Ground Hollow is the local name for the quarries at the edge of Hollington, and the pink-red sandstone that comes out of them — soft enough to cut, hardening once it meets the air — has gone into Coventry Cathedral, Warwick Castle, Trentham Hall and Alton Towers itself.
The Raddle Inn is built into the bank at Quarry Bank, looking over Croxden Abbey and the Moorlands, five minutes' drive from Alton Towers. Uttoxeter, under five miles off, has the nearest station.

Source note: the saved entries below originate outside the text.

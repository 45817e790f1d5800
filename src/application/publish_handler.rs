//! PublishHandler - turns a stored outbox record into a broker send.
//!
//! Two entry points share one routine:
//!
//! - [`PublishHandler::handle`] - immediate path, called right after the
//!   originating transaction commits. The record is fresh, so no lease.
//! - [`PublishHandler::locking_handle`] - retry path. Takes the lease first;
//!   losing the race is a no-op, not an error.

use std::collections::HashMap;
use std::sync::Arc;

use crate::config::BusConfig;
use crate::domain::foundation::RecordId;
use crate::domain::message::{MessageKind, MessageRecord, MessageTransferModel};
use crate::ports::{MessageSender, MessageSerializer, MessageSerializerExt, MessageStorage};

use super::attempt::AttemptRecorder;
use super::handle_outcome::HandleOutcome;

pub struct PublishHandler {
    sender: Arc<dyn MessageSender>,
    serializer: Arc<dyn MessageSerializer>,
    recorder: AttemptRecorder,
}

impl PublishHandler {
    pub fn new(
        storage: Arc<dyn MessageStorage>,
        sender: Arc<dyn MessageSender>,
        serializer: Arc<dyn MessageSerializer>,
        config: &BusConfig,
    ) -> Self {
        Self {
            sender,
            serializer,
            recorder: AttemptRecorder::new(storage, MessageKind::Published, config),
        }
    }

    /// Sends `record` without leasing it.
    ///
    /// `message` is the envelope built at publish time; when absent it is
    /// rebuilt from the record.
    pub async fn handle(
        &self,
        record: MessageRecord,
        message: Option<MessageTransferModel>,
    ) -> HandleOutcome {
        let message = match message {
            Some(message) => message,
            None => match self.envelope_for(&record) {
                Ok(message) => message,
                Err(error) => return self.recorder.failed(&record, error).await,
            },
        };

        match self.sender.send(&message).await {
            Ok(()) => {
                tracing::debug!(msg_id = %record.msg_id, event = %record.event_name, "Message sent");
                self.recorder.succeeded(&record).await
            }
            Err(e) => {
                tracing::warn!(
                    msg_id = %record.msg_id,
                    event = %record.event_name,
                    retry_count = record.retry_count,
                    error = %e,
                    "Send failed"
                );
                self.recorder.failed(&record, e.to_string()).await
            }
        }
    }

    /// Leases record `id` and sends it.
    pub async fn locking_handle(&self, id: &RecordId) -> HandleOutcome {
        match self.recorder.acquire(id).await {
            Ok(record) => self.handle(record, None).await,
            Err(reason) => HandleOutcome::NoOp(reason),
        }
    }

    fn envelope_for(&self, record: &MessageRecord) -> Result<MessageTransferModel, String> {
        let items: HashMap<String, String> = if record.event_items.trim().is_empty() {
            HashMap::new()
        } else {
            self.serializer
                .deserialize(&record.event_items)
                .map_err(|e| format!("undecodable event items: {e}"))?
        };
        Ok(MessageTransferModel::from_record(record, items))
    }
}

The 32 bus runs through toward Tean and Uttoxeter, and the demand-responsive 411 minibus links on to Denstone.
It's an 18th-century pub with food made from local suppliers, a specials board that changes daily, and a pensioners' menu served 12 to 2pm, Monday to Saturday. Behind the bar: Brains Rev James, Marston's Pedigree, Timothy Taylor Landlord, and two rotating guest beers.

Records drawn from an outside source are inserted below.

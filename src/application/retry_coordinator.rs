//! RetryCoordinator - background poller replaying due records.
//!
//! Every node runs one. Each pass queries retry candidates for both sides of
//! the bus and drives them through the leased retry path; lease contention
//! between nodes is expected and counted as skipped.
//!
//! ## Configuration
//!
//! | Setting | Default | Description |
//! |---------|---------|-------------|
//! | `retry_interval_secs` | 60 | Time between passes |
//! | `retry_limit_count` | 100 | Max candidates per side per pass |
//! | `start_retry_after_secs` | 300 | Minimum record age |
//! | `retry_failed_max` | 60 | Attempt ceiling |
//!
//! ## Graceful Shutdown
//!
//! The loop stops taking new passes once the shutdown signal is received.
//! A pass already running finishes its current record.

use std::sync::Arc;
use std::time::Duration;

use tokio::sync::watch;
use tokio::time;

use crate::config::BusConfig;
use crate::domain::foundation::DomainError;
use crate::domain::message::MessageKind;
use crate::ports::{MessageStorage, RetryQuery};

use super::handle_outcome::HandleOutcome;
use super::publish_handler::PublishHandler;
use super::receive_handler::ReceiveHandler;

/// Per-side results of one pass.
#[derive(Debug, Clone, Copy, Default, PartialEq, Eq)]
pub struct RetryTally {
    pub candidates: usize,
    pub completed: usize,
    pub failed: usize,
    pub skipped: usize,
}

impl RetryTally {
    fn record(&mut self, outcome: &HandleOutcome) {
        match outcome {
            HandleOutcome::Completed | HandleOutcome::Unrecorded => self.completed += 1,
            HandleOutcome::Failed(_) => self.failed += 1,
            HandleOutcome::NoOp(_) => self.skipped += 1,
        }
    }
}

#[derive(Debug, Clone, Copy, Default, PartialEq, Eq)]
pub struct RetryReport {
    pub published: RetryTally,
    pub received: RetryTally,
}

pub struct RetryCoordinator {
    storage: Arc<dyn MessageStorage>,
    publish: Arc<PublishHandler>,
    receive: Arc<ReceiveHandler>,
    query: RetryQuery,
    interval: Duration,
}

impl RetryCoordinator {
    pub fn new(
        storage: Arc<dyn MessageStorage>,
        publish: Arc<PublishHandler>,
        receive: Arc<ReceiveHandler>,
        config: &BusConfig,
    ) -> Self {
        Self {
            storage,
            publish,
            receive,
            query: RetryQuery {
                batch_size: config.retry_limit_count,
                older_than_secs: config.start_retry_after_secs,
                max_retry_count: config.retry_failed_max,
                environment: config.environment.clone(),
            },
            interval: config.retry_interval(),
        }
    }

    /// Run the retry loop until shutdown signal is received.
    pub async fn run(&self, mut shutdown: watch::Receiver<bool>) -> Result<(), DomainError> {
        let mut interval = time::interval(self.interval);
        interval.set_missed_tick_behavior(time::MissedTickBehavior::Delay);
        tracing::info!(
            environment = %self.query.environment,
            interval_secs = self.interval.as_secs(),
            "Retry coordinator started"
        );

        loop {
            tokio::select! {
                _ = shutdown.changed() => {
                    if *shutdown.borrow() {
                        tracing::info!("Retry coordinator stopped");
                        return Ok(());
                    }
                }

                _ = interval.tick() => {
                    let report = self.poll_once().await;
                    if report.published.candidates + report.received.candidates > 0 {
                        tracing::info!(
                            published = report.published.candidates,
                            published_completed = report.published.completed,
                            received = report.received.candidates,
                            received_completed = report.received.completed,
                            "Retry pass finished"
                        );
                    }
                }
            }
        }
    }

    /// Run exactly one pass over both sides.
    pub async fn poll_once(&self) -> RetryReport {
        RetryReport {
            published: self.pass(MessageKind::Published).await,
            received: self.pass(MessageKind::Received).await,
        }
    }

    async fn pass(&self, kind: MessageKind) -> RetryTally {
        let mut tally = RetryTally::default();
        let candidates = match self.storage.retry_candidates(kind, &self.query).await {
            Ok(candidates) => candidates,
            Err(e) => {
                tracing::warn!(kind = %kind, error = %e, "Retry candidate query failed");
                return tally;
            }
        };

        tally.candidates = candidates.len();
        for record in candidates {
            let outcome = match kind {
                MessageKind::Published => self.publish.locking_handle(&record.id).await,
                MessageKind::Received => self.receive.locking_handle(&record.id).await,
            };
            tally.record(&outcome);
        }
        tally
    }
}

The beer garden holds a pool table and a bouncy castle, with a play area for smaller children, and dogs are welcome in the bar. CAMRA named the Raddle Pub of the Season twice, in 2017 and 2019. Stay longer and there are six log cabins with hot tubs, two cottages, and a function room for up to 44.
There's no shop in the village — it closed in 1992 and nothing has taken its place.
St John the Evangelist was built between 1859 and 1861, designed by George Edmund Street, the architect behind the Royal Courts of Justice in London. He also designed the font and the Minton tiles, laid to his own pattern. The east window, curving into the apse, shows the Crucifixion with the Virgin Mary, Mary Magdalene and St John. A sedilia hanging inside was designed by William Morris, part of a set of altar frontals embroidered in 1861 by "Miss Hutchinson and friends" — said to be the largest surviving group of embroidery made to Street's own designs.
Croxden Abbey, a ruined 12th-century Cistercian abbey, is under a mile away and free to walk round, with paths heading there straight from the Raddle, whose own grounds look out towards it. The Hollington Circle, a six-mile loop kept up by the Staffordshire Long Distance Walkers Association, is timed to finish back at the Raddle Inn.
The quarry was reopened after years of dereliction by John Stevenson, who ran two workings — White Turn for the white stone, Red Quarry for the red — until his death in 1916, after which his widow Mary kept White Turn and his stepson George Stephenson kept Red Quarry. Thirty thousand tonnes of Hollington stone went into Coventry Cathedral alone, over the seven years it took to build it.
Hollington sits on a ridge, the ground dropping into valleys to the north, with views wherever the land allows it — most of the village, home to 212 people at the last census.
The Star, the village's other pub, is older still — sandstone, built around 1700, converted into a pub in the 1870s, with exposed beams and a working fireplace, looking over the Tean Valley rather than the abbey. It's currently closed and up for sale — for now, past tense. Someone who drank there put it best: "Made fabulous friends with the landlord and his wonderful lady and return frequently throughout the year, every year."